Take from the records below each line that holds "AdminLevel".

(Collected data)
=======

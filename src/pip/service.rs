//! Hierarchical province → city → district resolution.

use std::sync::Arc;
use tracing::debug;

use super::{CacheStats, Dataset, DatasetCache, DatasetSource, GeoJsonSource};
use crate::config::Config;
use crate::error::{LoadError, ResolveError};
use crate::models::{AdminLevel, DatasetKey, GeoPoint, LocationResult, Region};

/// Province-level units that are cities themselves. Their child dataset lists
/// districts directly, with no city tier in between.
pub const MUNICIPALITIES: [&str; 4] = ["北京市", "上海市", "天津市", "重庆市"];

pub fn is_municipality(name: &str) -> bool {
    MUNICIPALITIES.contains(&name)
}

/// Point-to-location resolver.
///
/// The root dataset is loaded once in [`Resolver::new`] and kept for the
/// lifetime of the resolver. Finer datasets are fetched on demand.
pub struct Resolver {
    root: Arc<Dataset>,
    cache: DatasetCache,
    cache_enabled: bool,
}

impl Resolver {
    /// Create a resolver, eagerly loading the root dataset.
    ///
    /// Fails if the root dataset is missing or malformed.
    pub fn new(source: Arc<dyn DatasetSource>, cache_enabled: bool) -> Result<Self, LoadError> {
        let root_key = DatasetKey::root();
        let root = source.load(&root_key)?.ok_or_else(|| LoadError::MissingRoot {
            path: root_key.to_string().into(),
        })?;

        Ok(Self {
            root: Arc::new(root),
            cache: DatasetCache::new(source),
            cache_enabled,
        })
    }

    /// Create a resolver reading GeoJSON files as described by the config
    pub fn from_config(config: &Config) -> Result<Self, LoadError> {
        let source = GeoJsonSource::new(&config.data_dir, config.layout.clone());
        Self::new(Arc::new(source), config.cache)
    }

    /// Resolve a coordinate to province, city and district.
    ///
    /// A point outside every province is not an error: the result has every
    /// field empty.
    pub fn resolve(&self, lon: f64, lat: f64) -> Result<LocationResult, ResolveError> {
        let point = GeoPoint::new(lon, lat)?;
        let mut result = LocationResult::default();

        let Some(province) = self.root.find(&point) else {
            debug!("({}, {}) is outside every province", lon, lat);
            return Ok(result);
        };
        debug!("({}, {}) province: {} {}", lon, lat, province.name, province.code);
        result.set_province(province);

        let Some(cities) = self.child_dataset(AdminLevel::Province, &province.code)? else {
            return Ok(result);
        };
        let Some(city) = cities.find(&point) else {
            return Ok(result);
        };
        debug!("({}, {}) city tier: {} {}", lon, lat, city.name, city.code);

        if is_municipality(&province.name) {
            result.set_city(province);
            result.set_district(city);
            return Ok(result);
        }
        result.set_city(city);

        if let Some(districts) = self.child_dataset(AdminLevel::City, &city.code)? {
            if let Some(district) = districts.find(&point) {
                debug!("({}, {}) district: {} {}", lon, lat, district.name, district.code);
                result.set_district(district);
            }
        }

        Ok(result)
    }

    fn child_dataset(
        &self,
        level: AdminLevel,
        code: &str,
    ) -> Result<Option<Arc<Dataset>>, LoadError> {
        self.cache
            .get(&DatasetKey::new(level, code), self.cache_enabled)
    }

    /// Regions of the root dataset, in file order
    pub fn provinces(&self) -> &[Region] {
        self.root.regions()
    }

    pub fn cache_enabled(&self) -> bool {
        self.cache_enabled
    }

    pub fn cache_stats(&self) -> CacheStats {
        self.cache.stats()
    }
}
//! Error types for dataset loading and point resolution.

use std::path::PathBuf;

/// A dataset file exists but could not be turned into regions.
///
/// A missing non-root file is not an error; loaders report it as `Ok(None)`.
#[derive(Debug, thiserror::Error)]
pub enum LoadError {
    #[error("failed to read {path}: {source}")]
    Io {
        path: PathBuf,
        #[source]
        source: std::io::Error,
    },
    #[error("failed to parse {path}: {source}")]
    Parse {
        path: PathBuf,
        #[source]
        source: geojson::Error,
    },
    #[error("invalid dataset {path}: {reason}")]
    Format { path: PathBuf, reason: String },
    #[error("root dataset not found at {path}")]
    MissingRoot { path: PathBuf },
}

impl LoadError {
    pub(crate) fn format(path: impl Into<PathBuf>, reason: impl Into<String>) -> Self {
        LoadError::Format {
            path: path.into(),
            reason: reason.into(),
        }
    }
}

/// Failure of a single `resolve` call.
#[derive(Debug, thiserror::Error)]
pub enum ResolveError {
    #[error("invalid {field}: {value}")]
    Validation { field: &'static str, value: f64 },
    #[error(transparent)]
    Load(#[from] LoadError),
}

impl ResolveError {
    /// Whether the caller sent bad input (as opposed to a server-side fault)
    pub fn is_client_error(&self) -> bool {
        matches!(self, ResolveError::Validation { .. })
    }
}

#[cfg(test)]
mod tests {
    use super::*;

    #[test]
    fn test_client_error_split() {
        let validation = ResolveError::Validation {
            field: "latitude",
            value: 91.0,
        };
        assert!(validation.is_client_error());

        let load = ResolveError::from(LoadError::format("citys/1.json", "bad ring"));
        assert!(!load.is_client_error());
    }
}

=======

RESPONSE TO THE TASK:
use crate::models::{AdminLevel, DatasetKey, GeoPoint, LocationResult, Region};
        let Some(cities) = self.child_dataset(AdminLevel::Province, &province.code)? else {
        if let Some(districts) = self.child_dataset(AdminLevel::City, &city.code)? {
        level: AdminLevel,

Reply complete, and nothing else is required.